# [CptS 215 Data Analytics Systems and Algorithms](https://github.com/gsprint23/cpts215)
[Washington State University](https://wsu.edu)

[Gina Sprint](http://eecs.wsu.edu/~gsprint/)
# Dijkstra's Algorithm

Learner objectives for this lesson:
* Understand the problem of finding the shortest path between two vertices
* Implement and analyze Dijkstra's algorithm


## Acknowledgments
Content used in this lesson is based upon information in the following sources:
* [Miller and Ranum](http://interactivepython.org/runestone/static/pythonds/index.html)

## Shortest Path Problem
For many applications, it is important to find the shortest path between two vertices in a graph.

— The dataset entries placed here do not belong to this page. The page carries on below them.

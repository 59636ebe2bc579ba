use async_trait::async_trait;
use serde::{Deserialize, Serialize};

use crate::errors::CortexResult;
use crate::models::{EntityType, FeedbackSignalType, MemoryType, MentionType, RelationType};

/// A memory the reasoner proposes extracting from a conversation turn
/// (§6 LanguageReasoner `Extract`).
#[derive(Debug, Clone, Serialize, Deserialize)]
pub struct CandidateMemory {
    pub content: String,
    pub memory_type: MemoryType,
    pub evidence: String,
}

/// Structured enrichment for one raw episode (§6 `ExtractEpisodeStructure`,
/// consolidation step 2 "Enrich").
#[derive(Debug, Clone, Serialize, Deserialize)]
pub struct EpisodeStructure {
    pub entities: Vec<String>,
    pub topics: Vec<String>,
    pub causal_links: Vec<crate::models::CausalLink>,
    pub valence: f64,
    pub intensity: f64,
    pub importance_score: f64,
}

/// A candidate procedure distilled from a cluster of episodes (§6
/// `ExtractProcedure`).
#[derive(Debug, Clone, Serialize, Deserialize)]
pub struct ProcedureCandidate {
    pub trigger_pattern: String,
    pub trigger_keywords: Vec<String>,
    pub action_template: String,
    pub action_type: String,
}

/// A named/described pattern found in a cluster of memories (§6
/// `DetectSchemaPattern`, consolidation step 5 "Schema detection").
#[derive(Debug, Clone, Serialize, Deserialize)]
pub struct SchemaPattern {
    pub name: String,
    pub description: String,
    pub applicable_contexts: Vec<String>,
}

/// One implicit feedback item inferred from a conversation plus the
/// memories that were recalled into it (§6 `DetectImplicitFeedback`,
/// §4.5 "Implicit feedback"). Ids that don't resolve to a real memory are
/// silently dropped by the caller, not by the reasoner.
#[derive(Debug, Clone, Serialize, Deserialize)]
pub struct ImplicitFeedbackItem {
    pub memory_id: String,
    pub signal_type: FeedbackSignalType,
    pub confidence: f64,
    pub evidence: String,
}

/// An entity mention found in free text (§6 `ExtractEntities`).
#[derive(Debug, Clone, Serialize, Deserialize)]
pub struct ExtractedEntity {
    pub name: String,
    pub entity_type: EntityType,
    pub mention_type: MentionType,
}

/// A relationship proposed between two entities or memories (§6
/// `DetectRelationships`).
#[derive(Debug, Clone, Serialize, Deserialize)]
pub struct ExtractedRelationship {
    pub source: String,
    pub target: String,
    pub relation_type: RelationType,
    pub strength: f64,
}

/// The LLM-backed capability used for enrichment, contradiction checking,
/// summarization, and structure extraction (§6 LanguageReasoner). Every
/// call is independently cancelable; the kernel wraps each one in a
/// deadline and treats failure as non-fatal wherever a deterministic
/// fallback exists (§7 propagation policy).
#[async_trait]
pub trait LanguageReasoner: Send + Sync {
    async fn classify(&self, content: &str) -> CortexResult<MemoryType>;

    async fn extract(&self, conversation: &str) -> CortexResult<Vec<CandidateMemory>>;

    async fn summarize(&self, memories: &[String]) -> CortexResult<String>;

    async fn check_contradiction(&self, a: &str, b: &str) -> CortexResult<bool>;

    async fn extract_episode_structure(&self, raw_content: &str) -> CortexResult<EpisodeStructure>;

    async fn extract_procedure(&self, episode_contents: &[String]) -> CortexResult<ProcedureCandidate>;

    async fn detect_schema_pattern(&self, cluster_contents: &[String]) -> CortexResult<SchemaPattern>;

    async fn detect_implicit_feedback(
        &self,
        conversation: &str,
        recalled_memories: &[(String, String)],
    ) -> CortexResult<Vec<ImplicitFeedbackItem>>;

    async fn extract_entities(&self, text: &str) -> CortexResult<Vec<ExtractedEntity>>;

    async fn detect_relationships(
        &self,
        entities: &[ExtractedEntity],
        text: &str,
    ) -> CortexResult<Vec<ExtractedRelationship>>;
}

Examples of such applications include:
* Planning a travel route from a destination to origin
* Transferring data from a server to a client over the internet

The shortest path in an unweighted graph might be defined as the fewest number of edges (number of hops). We solved this problem using a breadth first search. For a weighted graph, the shortest path might be defined as the lowest total edge weight. 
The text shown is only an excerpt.